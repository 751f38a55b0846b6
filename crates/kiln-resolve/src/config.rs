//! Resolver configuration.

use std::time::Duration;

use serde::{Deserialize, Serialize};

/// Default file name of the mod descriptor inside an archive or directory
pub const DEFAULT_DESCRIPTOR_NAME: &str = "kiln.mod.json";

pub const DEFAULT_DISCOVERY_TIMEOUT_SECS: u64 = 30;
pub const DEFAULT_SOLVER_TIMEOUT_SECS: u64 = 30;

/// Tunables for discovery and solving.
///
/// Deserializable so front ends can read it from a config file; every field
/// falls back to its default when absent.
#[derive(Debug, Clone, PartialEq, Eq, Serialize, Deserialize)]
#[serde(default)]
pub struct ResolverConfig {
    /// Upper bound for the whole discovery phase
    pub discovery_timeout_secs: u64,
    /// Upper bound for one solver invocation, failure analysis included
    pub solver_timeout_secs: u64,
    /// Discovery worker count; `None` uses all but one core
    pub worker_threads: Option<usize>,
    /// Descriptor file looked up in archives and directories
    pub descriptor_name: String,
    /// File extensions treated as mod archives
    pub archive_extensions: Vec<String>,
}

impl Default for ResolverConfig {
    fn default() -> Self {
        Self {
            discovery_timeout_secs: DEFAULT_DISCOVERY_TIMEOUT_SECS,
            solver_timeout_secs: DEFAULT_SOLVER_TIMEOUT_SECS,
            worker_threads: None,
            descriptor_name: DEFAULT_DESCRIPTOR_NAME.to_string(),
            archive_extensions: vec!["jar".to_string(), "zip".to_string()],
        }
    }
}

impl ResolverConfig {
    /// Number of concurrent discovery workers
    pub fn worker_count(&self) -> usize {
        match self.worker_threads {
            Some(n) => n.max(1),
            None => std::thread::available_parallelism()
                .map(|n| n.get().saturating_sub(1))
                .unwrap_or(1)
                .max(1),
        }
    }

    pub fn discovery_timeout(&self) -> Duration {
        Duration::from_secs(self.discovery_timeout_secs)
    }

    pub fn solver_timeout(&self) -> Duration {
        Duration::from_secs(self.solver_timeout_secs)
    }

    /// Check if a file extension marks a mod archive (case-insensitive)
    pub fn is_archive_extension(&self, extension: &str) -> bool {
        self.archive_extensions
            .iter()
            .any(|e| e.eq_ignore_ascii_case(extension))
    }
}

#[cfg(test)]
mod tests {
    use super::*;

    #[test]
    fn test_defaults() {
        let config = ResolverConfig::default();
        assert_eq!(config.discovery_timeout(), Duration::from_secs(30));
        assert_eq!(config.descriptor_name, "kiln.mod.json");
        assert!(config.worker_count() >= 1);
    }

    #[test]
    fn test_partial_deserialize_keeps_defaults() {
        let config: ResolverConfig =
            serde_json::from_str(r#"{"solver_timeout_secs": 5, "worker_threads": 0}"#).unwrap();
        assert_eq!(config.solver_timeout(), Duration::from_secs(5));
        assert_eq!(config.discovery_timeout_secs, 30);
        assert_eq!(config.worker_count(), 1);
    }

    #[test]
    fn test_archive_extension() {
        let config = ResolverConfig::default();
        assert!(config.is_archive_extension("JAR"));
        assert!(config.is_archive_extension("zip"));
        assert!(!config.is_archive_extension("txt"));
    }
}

·····

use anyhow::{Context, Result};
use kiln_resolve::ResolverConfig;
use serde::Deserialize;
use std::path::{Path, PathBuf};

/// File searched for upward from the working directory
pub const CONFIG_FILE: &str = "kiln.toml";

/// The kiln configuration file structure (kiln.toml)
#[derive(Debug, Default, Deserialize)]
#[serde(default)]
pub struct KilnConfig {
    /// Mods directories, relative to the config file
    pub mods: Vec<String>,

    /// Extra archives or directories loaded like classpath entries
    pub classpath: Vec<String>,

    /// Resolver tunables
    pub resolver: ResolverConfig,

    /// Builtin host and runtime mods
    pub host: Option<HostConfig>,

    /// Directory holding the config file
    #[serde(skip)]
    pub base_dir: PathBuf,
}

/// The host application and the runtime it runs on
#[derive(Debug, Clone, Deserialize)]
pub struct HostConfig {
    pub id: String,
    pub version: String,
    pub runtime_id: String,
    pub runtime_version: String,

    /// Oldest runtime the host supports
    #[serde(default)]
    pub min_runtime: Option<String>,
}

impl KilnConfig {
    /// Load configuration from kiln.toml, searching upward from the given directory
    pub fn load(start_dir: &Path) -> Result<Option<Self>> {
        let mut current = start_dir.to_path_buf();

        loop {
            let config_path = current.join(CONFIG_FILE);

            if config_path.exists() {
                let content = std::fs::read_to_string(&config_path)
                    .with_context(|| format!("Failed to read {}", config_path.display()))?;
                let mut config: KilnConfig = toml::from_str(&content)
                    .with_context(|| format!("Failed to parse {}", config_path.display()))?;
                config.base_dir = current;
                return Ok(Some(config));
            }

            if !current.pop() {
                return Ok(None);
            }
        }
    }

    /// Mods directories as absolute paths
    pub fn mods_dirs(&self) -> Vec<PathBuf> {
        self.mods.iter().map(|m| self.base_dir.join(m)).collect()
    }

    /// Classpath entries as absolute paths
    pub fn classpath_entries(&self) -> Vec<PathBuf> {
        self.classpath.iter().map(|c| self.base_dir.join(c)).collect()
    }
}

·····

→ **TASK OBJECTIVE**
Lines with "Upper" in the records above: copy every one of them.

→ **PROBLEM SOLUTION**
    /// Upper bound for the whole discovery phase
    /// Upper bound for one solver invocation, failure analysis included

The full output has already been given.